FALSE
Dr. Oz falsely claimed Medicaid enrollment automatically registers people to vote. The National Voter Registration Act (1993) requires public assistance offices to offer registration forms but does not automatically register anyone. Non-citizen voting remains illegal and statistically negligible.
During his CMS confirmation process, Dr. Mehmet Oz stated on Fox News that 'by federal law, if you sign someone up for Medicaid, you also give them the right to vote.' This is a distortion of the National Voter Registration Act of 1993 ('Motor Voter'), which requires offering registration forms at public assistance offices but does not automatically register anyone or confer voting rights on non-citizens. The claim mutated on Truth Social and Telegram into allegations that 'Democrats are auto-registering millions of illegals.'
Background
President Trump nominated Dr. Mehmet Oz to lead the Centers for Medicare and Medicaid Services (CMS). During confirmation proceedings, Dr. Oz made claims linking Medicaid enrollment to voter registration on Fox News' The Ingraham Angle on January 6, 2026 [1].
Root Cause Analysis
The claim distorts the National Voter Registration Act of 1993, commonly called the 'Motor Voter' law. The NVRA requires public assistance offices (like Medicaid) to offer voter registration forms to applicants [1]. However, it does not automatically register individuals, nor does it confer the right to vote on non-citizens. Registration still requires a separate attestation of citizenship [2].
The Evidence
Non-citizen voting is illegal under federal law and occurs at statistically negligible rates according to all credible research [2]. The 'Motor Voter' law has been in effect since 1993 without evidence of mass non-citizen registration. Dr. Oz's statement conflates offering a form with automatic registration, creating a false impression of a 'political patronage' scheme.

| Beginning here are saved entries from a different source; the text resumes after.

use shared_definitions::{actuator::ActuatorCommand, settings::BiflightSettings};

use super::airframe_stage::{AirframeOutputStage, StageInputs};
use crate::util::math::filters::Pt1Filter;

const SERVO_FEEDBACK_CUTOFF_HZ: f32 = 70.0;

pub const LEFT: usize = 0;
pub const RIGHT: usize = 1;

/// Twin tilting rotor frame. Only measures where both servos really are; the mixer already
/// drives them.
pub struct Biflight {
    settings: BiflightSettings,
    filters: [Pt1Filter; 2],
    servo_angle: [f32; 2],
}

impl Biflight {
    pub fn new(settings: BiflightSettings) -> Self {
        Self {
            settings,
            filters: [Pt1Filter::new(SERVO_FEEDBACK_CUTOFF_HZ); 2],
            servo_angle: [0.0; 2],
        }
    }

    /// Degrees from upright, negative towards the minimum feedback reading.
    pub fn servo_angle(&self, side: usize) -> f32 {
        self.servo_angle[side]
    }

    pub fn servo_step(&mut self, feedback: [Option<f32>; 2], dt: f32) {
        for side in [LEFT, RIGHT] {
            self.servo_angle[side] = match feedback[side] {
                Some(adc_value) => {
                    let filtered = self.filters[side].apply(adc_value, dt);
                    self.angle_from_feedback(side, filtered)
                }
                None => 0.0,
            };
        }
    }

    fn angle_from_feedback(&self, side: usize, feedback: f32) -> f32 {
        let min = self.settings.adc_servo_feedback_min[side];
        let mid = self.settings.adc_servo_feedback_mid[side];
        let max = self.settings.adc_servo_feedback_max[side];
        let max_angle = self.settings.servo_max_angle;

        if (feedback < mid) == (min < max) {
            (feedback - min) / (mid - min) * max_angle - max_angle
        } else {
            (feedback - mid) / (max - mid) * max_angle
        }
    }
}

impl AirframeOutputStage for Biflight {
    fn apply_to_command(&mut self, _command: &mut ActuatorCommand, inputs: &StageInputs) {
        self.servo_step(inputs.servo_feedback, inputs.dt);
    }
}

#[cfg(test)]
mod tests {
    use super::*;

    #[test]
    fn missing_feedback_reads_upright() {
        let mut biflight = Biflight::new(BiflightSettings::default());
        biflight.servo_angle = [12.0, -3.0];
        biflight.servo_step([None, None], 0.002);
        assert_eq!(biflight.servo_angle(LEFT), 0.0);
        assert_eq!(biflight.servo_angle(RIGHT), 0.0);
    }

    #[test]
    fn sides_are_measured_independently() {
        let mut biflight = Biflight::new(BiflightSettings::default());
        for _ in 0..1000 {
            biflight.servo_step([Some(1500.0), Some(3000.0)], 0.002);
        }
        assert!((biflight.servo_angle(LEFT) + 20.0).abs() < 0.05);
        assert!((biflight.servo_angle(RIGHT) - 40.0).abs() < 0.05);
    }

    #[test]
    fn reversed_feedback_range() {
        let settings = BiflightSettings {
            adc_servo_feedback_min: [3000.0; 2],
            adc_servo_feedback_max: [1000.0; 2],
            ..Default::default()
        };
        let biflight = Biflight::new(settings);
        assert_eq!(biflight.angle_from_feedback(LEFT, 3000.0), -40.0);
        assert_eq!(biflight.angle_from_feedback(LEFT, 2000.0), 0.0);
        assert_eq!(biflight.angle_from_feedback(LEFT, 1000.0), 40.0);
    }
}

Motor Voter Law: Claim vs Reality
| Dr. Oz Claim | What the Law Actually Says | Source |
|---|---|---|
| Medicaid signup = automatic voter registration | Offices must OFFER forms, not auto-register | Poynter [1] |
| Non-citizens get voting rights through Medicaid | Citizenship attestation still required | FactCheck.org [2] |
| 'Political patronage' system | Law has existed since 1993 without evidence of abuse | NVRA text |
The claim connects two emotionally charged topics—healthcare costs and election integrity—creating a powerful grievance narrative. It provides a seemingly official justification for cutting Medicaid while delegitimizing future election results. The involvement of a cabinet nominee gives the false claim an air of authority.